UNITA heeft zich kort na het vredesakkoord van 2002 snel omgevormd tot een moderne politieke (oppositie)partij die resoluut heeft gebroken met het gewelddadige en autoritaire guerrillaverleden. Sinds het partijcongres van 2003 is Isaías Samakuva, de vroegere vertegenwoordiger van UNITA in Europa, de democratisch verkozen leider.

Na de parlementsverkiezingen van september 2008 heeft UNITA nog nauwelijks 16 zitjes over in het 220 leden tellende parlement in Luanda, een fractie van haar vroegere aanhang.

Jardo Muekalia is nu kandidaat bij de verkiezingen van vrijdag 31 augustus. UNITA heeft lijstnummer 1 gekregen. Muekalia staat op de 22ste plaats, zeker een strijdplaats die uitzicht biedt op een parlementszetel.

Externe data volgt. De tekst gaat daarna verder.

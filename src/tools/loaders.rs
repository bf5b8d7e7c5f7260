//! Loader selection from the managed loaders directory.
//!
//! Qualcomm EDL needs a Firehose programmer matched to the SoC; MediaTek may
//! need a download agent. Files are matched by a case-insensitive chipset
//! substring in the file name.

use std::fs;
use std::path::{Path, PathBuf};

use crate::vendor::Vendor;

const MAX_DEPTH: usize = 4;

fn loader_extensions(vendor: Vendor) -> &'static [&'static str] {
    match vendor {
        Vendor::Qualcomm => &["elf", "mbn", "melf", "bin"],
        Vendor::MediaTek => &["bin"],
        Vendor::Samsung => &[],
    }
}

fn preferred_markers(vendor: Vendor) -> &'static [&'static str] {
    match vendor {
        Vendor::Qualcomm => &["firehose", "prog"],
        Vendor::MediaTek => &["da"],
        Vendor::Samsung => &[],
    }
}

pub(crate) fn collect_files(dir: &Path, depth: usize, out: &mut Vec<PathBuf>) {
    let Ok(entries) = fs::read_dir(dir) else {
        return;
    };
    let mut entries: Vec<PathBuf> = entries.filter_map(|e| e.ok().map(|e| e.path())).collect();
    entries.sort();
    for path in entries {
        if path.is_dir() {
            if depth < MAX_DEPTH {
                collect_files(&path, depth + 1, out);
            }
        } else {
            out.push(path);
        }
    }
}

/// Pick the loader for a chipset, preferring programmer/DA files when several match.
pub fn select_loader(loaders_dir: &Path, vendor: Vendor, chipset: &str) -> Option<PathBuf> {
    let extensions = loader_extensions(vendor);
    let chipset = chipset.trim().to_lowercase();
    if extensions.is_empty() || chipset.is_empty() {
        return None;
    }

    let mut files = Vec::new();
    collect_files(loaders_dir, 0, &mut files);

    let mut candidates: Vec<(usize, PathBuf)> = files
        .into_iter()
        .filter_map(|path| {
            let name = path.file_name()?.to_string_lossy().to_lowercase();
            let ext = path.extension()?.to_string_lossy().to_lowercase();
            if !extensions.contains(&ext.as_str()) || !name.contains(&chipset) {
                return None;
            }
            let rank = preferred_markers(vendor)
                .iter()
                .position(|marker| name.contains(marker))
                .unwrap_or(usize::MAX);
            Some((rank, path))
        })
        .collect();

    candidates.sort();
    let selected = candidates.into_iter().next().map(|(_, path)| path);
    match &selected {
        Some(path) => log::info!("[Resolver] Loader for {} {}: {}", vendor, chipset, path.display()),
        None => log::warn!(
            "[Resolver] No loader for {} {} in {}",
            vendor,
            chipset,
            loaders_dir.display()
        ),
    }
    selected
}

Op vrijdag 31 augustus zijn er algemene verkiezingen in Angola. Die worden aangekondigd als ‘historisch’. De grootste partij levert meteen de president, zo bepaalt de nieuwe grondwet van 2010. Welke garanties hebben de oppositiepartijen dat de verkiezingen dit keer eerlijker zullen verlopen dan die in september 2008?

Jardo Muekalia: “Het is op zich al positief dat er eindelijk verkiezingen komen en dat de Angolese bevolking zich zal kunnen uitspreken over de toekomst van het land. De verwachtingen zijn enorm hoog gespannen. De mensen willen écht verandering, maar vrezen dat het spel niet eerlijk zal verlopen.”

“Drieëndertig jaar dezelfde elite aan de macht is genoeg geweest. Angolezen zijn zich nu veel meer bewust van de mogelijkheden tot verandering via democratische weg en zullen het niet meer nemen dat de regeringspartij met fraude en intimidatie probeert de verkiezingen te manipuleren.”

“Dat is het grote verschil met 2008, toen we de eerste verkiezingen hadden na het einde van de burgeroorlog. Sinds maart vorig jaar zijn er in Luanda en andere steden voortdurend vreedzame manifestaties geweest van jongeren die veranderingen, werk en democratie eisen. De bevolking is mondiger en kritischer geworden. Activisten hebben het internet en sociale netwerksites ontdekt als communicatiemiddelen waar de regering weinig of geen controle over heeft. Maar echte garanties dat het spel nu eerlijker zal verlopen, hebben we als oppositie helaas niet …”

“De bevolking is mondiger en kritischer geworden. Activisten hebben het internet en sociale netwerksites ontdekt als communicatiemiddelen waar de regering weinig of geen controle over heeft”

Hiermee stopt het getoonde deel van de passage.